Technology is being rapidly developed in the environmental engineering field to effectively mitigate and adapt to the impacts being created by a changing climate. These strides in technology are going to be absolutely essential to both protecting and designing infrastructure and for protecting natural resources for this rapidly advancing issue.
What specific new courses have you introduced or redesigned over the last five years to meet the needs of engineers in your field? Why are these courses important?
There is a wide range of courses that have been introduced or redesigned in the environmental programs over the last five years, 16 in the last year alone including three new courses. In the field of environmental engineering, advancement happens rapidly and it is critical to the program to both revise existing courses and look to new opportunities to expand.
What is your favorite course to teach?
Introduction to Environmental Engineering—This course provides an opportunity to not only talk about the basics of environmental engineering but to convey to the students how much groundbreaking technology is being implemented in the field.
Has the profile of online students changed? If so, how?
Generally, it has not. We continue to see an average student age in the low 30s, and these students are looking to gain more knowledge to advance their career or switch career paths.
What are the essential skills that a student will need to be successful as an engineer, especially considering the technological advances now and in the future?
Because of the fast pace of advancement of technology and environmental impacts today, the successful engineer must not only understand present-day engineering knowledge but also be creative-minded to be able to solve potential future challenges facing humanity.
What is one key engineering technological development that you find most interesting and why?
A development occurring now that will change the world is the harnessing of nature-based solutions to provide resilience to a changing climate; this is called engineering with nature by the U.S. Army Corps of Engineers. As an example, teams of engineers are undertaking research to use nature and natural principles, such as vegetation and dredged sediment, instead of large concrete structures to protect coastlines from rising seas. The primary reason is that there is not enough concrete on earth to do the job of protecting exposed infrastructure and natural resources from the projected impacts.
What inspired you to become an engineer?
Two things; my grandparents owned a cabin in the woods in which I was able to explore the environment and understand how it works from a very young age. And secondly, seeing the immense impact of human influence on resources such as the Redwood National Park during trips I took across the country in my youth.
Describe your role and job responsibilities.

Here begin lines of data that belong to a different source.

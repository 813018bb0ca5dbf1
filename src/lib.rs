//! # mimeparts
//!
//! HTTP multipart content for Rust: a typed model of `multipart/*` bodies
//! and a timeout-bounded conversion from streamed parts to fully buffered
//! ones.
//!
//! A multipart body is an ordered sequence of parts, each with its own
//! headers and a byte-stream payload of unknown, possibly large, length.
//! `mimeparts` turns such a live sequence into an in-memory value that can
//! be inspected, re-encoded or handed on without backpressure concerns.
//!
//! ## Features
//!
//! - **Part model**: general, `form-data` (RFC 7578) and `byteranges`
//!   (RFC 7233) parts with derived name, filename and range fields
//! - **Materialization**: per-part timeout, order preserving, all-or-nothing
//! - **Encoding**: strict or lazily streamed wire entities with explicit or
//!   random boundaries
//! - **Decoding**: in-memory split of a complete entity, the inverse of
//!   encoding
//! - **Interop**: any `http_body::Body` can feed a part; wire entities
//!   convert back into bodies
//!
//! ## Quick Start
//!
//! ```rust,ignore
//! use mimeparts::multipart::{FormDataPart, Multipart};
//! use std::time::Duration;
//!
//! #[tokio::main]
//! async fn main() {
//!     let upload = FormDataPart::from_path("file", "report.pdf", 64 * 1024)
//!         .await
//!         .unwrap();
//!     let form = Multipart::form_data(vec![upload]);
//!
//!     let strict = form.to_strict(Duration::from_secs(5)).await.unwrap();
//!     let entity = strict.to_entity_random().unwrap();
//!     println!("Content-Type: {:?}", entity.content_type());
//! }
//! ```
//!
//! ## Modules
//!
//! - [`base`] - Error types and consumption state
//! - [`http`] - Header set, Content-Disposition, Content-Range, media types
//!   and part entities
//! - [`multipart`] - Parts, multipart values, materialization and the codec

pub mod base;
pub mod http;
pub mod multipart;

pub use crate::base::error::{ErrorKind, MultipartError};
pub use crate::http::{BodyPartEntity, HeaderSet, MediaType};
pub use crate::multipart::{
    BodyPart, ByteRangesPart, FormDataPart, GeneralPart, MaterializeConfig, Multipart,
    StrictMultipart,
};
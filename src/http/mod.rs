pub mod contentdisposition;
pub mod contentrange;
pub mod entity;
pub mod headerset;
pub mod mediatype;
mod params;

// Re-exports for convenience
pub use contentdisposition::{ContentDisposition, DispositionType};
pub use contentrange::{ContentRange, RangeUnit};
pub use entity::{BodyPartEntity, ByteStream, StreamedEntity};
pub use headerset::HeaderSet;
pub use mediatype::MediaType;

In my role as Program Manager, I have the chance to help identify opportunities to grow the Environmental Programs at EP and to reach out to partners in the industry and government to explain not only our degree options but the wide range of outreach items we can provide including short courses and certificate programs. In my role as an instructor, I am able to help mold the talent of the future and steer them toward rewarding careers in environmental engineering. Finally, in my role as Deputy Director of Coastal Resilience at a national engineering firm, EA Engineering, Science and Technology, Inc. PBC, I am helping to generate the knowledge that it will take to solve the looming issues of climate impacts on our coasts and infrastructure through research and project work.
What advice would you give to mid-career engineers?
Take the chance to gain knowledge through programs like EP at Johns Hopkins to not only advance your career but to position yourself to be the leader that provides solutions to the looming problems that the world is facing including aging infrastructure and climate impacts. It is both rewarding and absolutely necessary for society.